Blocking an enzyme in the brain can help repair damage associated with multiple sclerosis and a range of other neurological disorders, according to scientists at Oregon Health & Science University, who say their discovery could be a “life changer” for millions of people.
Researchers believe their findings have major implications in the treatment of multiple sclerosis (MS), stroke and other brain disorders caused by demyelination – a process where the sheath surrounding nerve cells in the brain becomes damaged or destroyed. Demyelination disrupts the ability of nerve cells to communicate with each other, and produces a range of motor, sensory and cognitive problems.
“What this means is that we have identified a whole new target for drugs that might promote repair of the damaged brain in any disorder in which demyelination occurs,” said Larry Sherman, PhD, a professor of cell and development biology at Oregon Health & Science University.
Sherman’s lab has been studying MS and other brain disorders for more than 14 years. In 2005, he and his research team discovered that hyaluronic acid, a sugar molecule, accumulates in damaged areas of human and animals brains with demyelinating brain and spinal cord lesions.
Their new study found that breakdown products generated by an enzyme that chews up hyaluronic acid – called a hyaluronidase – contribute to the remyelination failure. By blocking the enzyme and hyaluronidase activity, researchers learned they could promote cell repair in the brains of mice with an MS-like disease. The study was published in the online edition of the Annals of Neurology.
The next step is to develop drugs that can safely be used to target the enzyme in humans.
“The drugs we used in this study could not be used to treat patients because of the serious side effects they might cause,” said Sherman. “If we can block the specific enzyme that is contributing to remyelination failure in the nervous system, it would likely cause few, if any, side effects.”

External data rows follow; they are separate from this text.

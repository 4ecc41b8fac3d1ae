//! Game state.
//!
//! `GameState` owns everything that changes during play:
//! - Board melds and joker resolutions
//! - Pouch and RNG
//! - Players (racks, quarantine, first-move flags, scores)
//! - Tile location table
//! - Turn counters and action history
//!
//! plus the immutable configuration and tile catalog the rules read.

use im::Vector;

use super::action::ActionRecord;
use super::config::GameConfig;
use super::entity::{MeldId, TileId};
use super::error::{EngineError, EngineResult};
use super::player::{Player, PlayerId, PlayerMap};
use super::rng::GameRng;
use crate::tiles::TileCatalog;
use crate::zones::{Board, Location, LocationTable, MeldKind, Pouch};

/// Full game state.
#[derive(Clone, Debug)]
pub struct GameState {
    config: GameConfig,
    catalog: TileCatalog,

    /// Shared melds.
    pub board: Board,

    /// Undrawn tiles.
    pub pouch: Pouch,

    /// Seats, indexed by `PlayerId`.
    pub players: PlayerMap<Player>,

    /// Which container holds each tile.
    pub locations: LocationTable,

    /// Deterministic RNG for pouch draws.
    pub rng: GameRng,

    /// Player whose turn it is.
    pub active_player: PlayerId,

    /// Turn number (starts at 1).
    pub turn_number: u32,

    /// Action sequence within turn.
    pub action_sequence: u32,

    /// Every applied action, in order.
    pub action_history: Vector<ActionRecord>,

    /// Consecutive turns that ended without a commit.
    pub idle_turns: u32,
}

impl GameState {
    /// Set up a new game: build the tiles, shuffle the pouch, deal racks.
    ///
    /// Every player starts in quarantine.
    pub fn new(config: GameConfig, seed: u64) -> EngineResult<Self> {
        let mut state = Self::undealt(config, seed)?;

        for player in PlayerId::all(state.player_count()) {
            for _ in 0..state.config.rack_size {
                let Some(tile) = state.pouch.draw(&mut state.rng) else {
                    return Err(EngineError::PouchExhausted {
                        needed: state.player_count() * state.config.rack_size,
                        available: state.catalog.len(),
                    });
                };
                state.players[player].rack.push(tile);
                state.locations.move_to(tile, Location::Rack(player));
            }
            state.refresh_score(player);
        }

        Ok(state)
    }

    /// A game with every tile still in the pouch and empty racks.
    ///
    /// Use `give_tile` and `place_meld` to lay out a specific position.
    pub fn undealt(config: GameConfig, seed: u64) -> EngineResult<Self> {
        config.validate()?;

        let catalog = TileCatalog::build(&config);
        let base = GameRng::new(seed);
        let pouch = Pouch::filled(catalog.ids(), &mut base.for_context("shuffle"));
        let rng = base.for_context("draw");

        let mut locations = LocationTable::new();
        for id in catalog.ids() {
            locations.place(id, Location::Pouch);
        }

        Ok(Self {
            players: PlayerMap::new(config.player_count, |_| Player::new()),
            config,
            catalog,
            board: Board::new(),
            pouch,
            locations,
            rng,
            active_player: PlayerId::new(0),
            turn_number: 1,
            action_sequence: 0,
            action_history: Vector::new(),
            idle_turns: 0,
        })
    }

    #[must_use]
    pub fn config(&self) -> &GameConfig {
        &self.config
    }

    #[must_use]
    pub fn catalog(&self) -> &TileCatalog {
        &self.catalog
    }

    #[must_use]
    pub fn player_count(&self) -> usize {
        self.players.player_count()
    }

    #[must_use]
    pub fn player(&self, player: PlayerId) -> &Player {
        &self.players[player]
    }

    pub fn player_mut(&mut self, player: PlayerId) -> &mut Player {
        &mut self.players[player]
    }

    /// Board and location table for mutation, with the catalog to read
    /// faces from.
    pub fn board_parts_mut(&mut self) -> (&mut Board, &mut LocationTable, &TileCatalog) {
        (&mut self.board, &mut self.locations, &self.catalog)
    }

    // === Setup ===

    /// Move a specific tile from the pouch to a player's rack.
    ///
    /// Returns false if the tile is not in the pouch.
    pub fn give_tile(&mut self, player: PlayerId, tile: TileId) -> bool {
        if self.locations.get(tile) != Some(Location::Pouch) {
            return false;
        }
        self.pouch.take(tile);
        self.players[player].rack.push(tile);
        self.locations.move_to(tile, Location::Rack(player));
        self.refresh_score(player);
        true
    }

    /// Move specific tiles from the pouch straight onto the board as a
    /// committed meld.
    ///
    /// Returns `None` if any tile is not in the pouch; nothing moves then.
    pub fn place_meld(&mut self, kind: MeldKind, tiles: &[TileId]) -> Option<MeldId> {
        if tiles.iter().any(|&t| self.locations.get(t) != Some(Location::Pouch)) {
            return None;
        }
        for &tile in tiles {
            self.pouch.take(tile);
            self.locations.move_to(tile, Location::Board { committed: true });
        }
        Some(self.board.push_meld(kind, tiles.to_vec()))
    }

    // === Turn bookkeeping ===

    /// Order a player's rack by face.
    pub fn sort_rack(&mut self, player: PlayerId) {
        self.players[player].rack.sort(&self.catalog);
    }

    /// Recompute a player's score from their rack.
    pub fn refresh_score(&mut self, player: PlayerId) {
        let score = self.players[player].rack.points(&self.catalog);
        self.players[player].score = score;
    }

    /// Record an action in history.
    pub fn record_action(&mut self, record: ActionRecord) {
        self.action_history.push_back(record);
    }

    /// Get the next action sequence number and increment.
    pub fn next_sequence(&mut self) -> u32 {
        let seq = self.action_sequence;
        self.action_sequence += 1;
        seq
    }

    /// Pass the turn to the next seat.
    pub fn advance_turn(&mut self) {
        self.active_player = self.active_player.next(self.player_count());
        self.turn_number += 1;
        self.action_sequence = 0;
    }

    // === Invariants ===

    /// Verify that every tile is held by exactly one container and that the
    /// location table agrees.
    pub fn check_ownership(&self) -> EngineResult<()> {
        let violation = |tile: TileId, msg: String| Err(EngineError::OwnershipViolation { tile, msg });

        for tile in self.catalog.ids() {
            let mut holders = Vec::new();
            if self.pouch.contains(tile) {
                holders.push(Location::Pouch);
            }
            for (player, seat) in self.players.iter() {
                if seat.rack.contains(tile) {
                    holders.push(Location::Rack(player));
                }
            }
            let on_board = self.board.melds().filter(|m| m.tiles.contains(&tile)).count();
            for _ in 0..on_board {
                holders.push(Location::Board { committed: false });
            }

            let [holder] = holders.as_slice() else {
                return violation(tile, format!("held by {} containers", holders.len()));
            };

            let recorded = self.locations.get(tile);
            let agrees = match (holder, recorded) {
                (Location::Board { .. }, Some(Location::Board { .. })) => true,
                (held, Some(recorded)) => *held == recorded,
                (_, None) => false,
            };
            if !agrees {
                return violation(tile, format!("held in {holder:?}, recorded as {recorded:?}"));
            }
        }

        let total = self.pouch.len()
            + self.players.iter().map(|(_, p)| p.rack.len()).sum::<usize>()
            + self.board.tiles().count();
        if total != self.catalog.len() {
            return Err(EngineError::OwnershipViolation {
                tile: TileId(0),
                msg: format!("{total} tiles in containers, catalog has {}", self.catalog.len()),
            });
        }

        Ok(())
    }
}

Sherman cautioned that the discovery does not necessarily signal a cure for MS. Many other factors can contribute to MS and other demyelinating diseases, Sherman says. But discovering the actions of the enzyme — and finding a way to block it — “could at the very least lead to new ways to promote the repair of brain and spinal cord damage either by targeting this enzyme alone or by inhibiting the enzyme in conjunction with other therapies.”
The research was supported by grants from the National Institutes of Health, the National Multiple Sclerosis Society, Laura Fund for Multiple Sclerosis Research, the March of Dimes Birth Defects Foundation and the American Heart Association.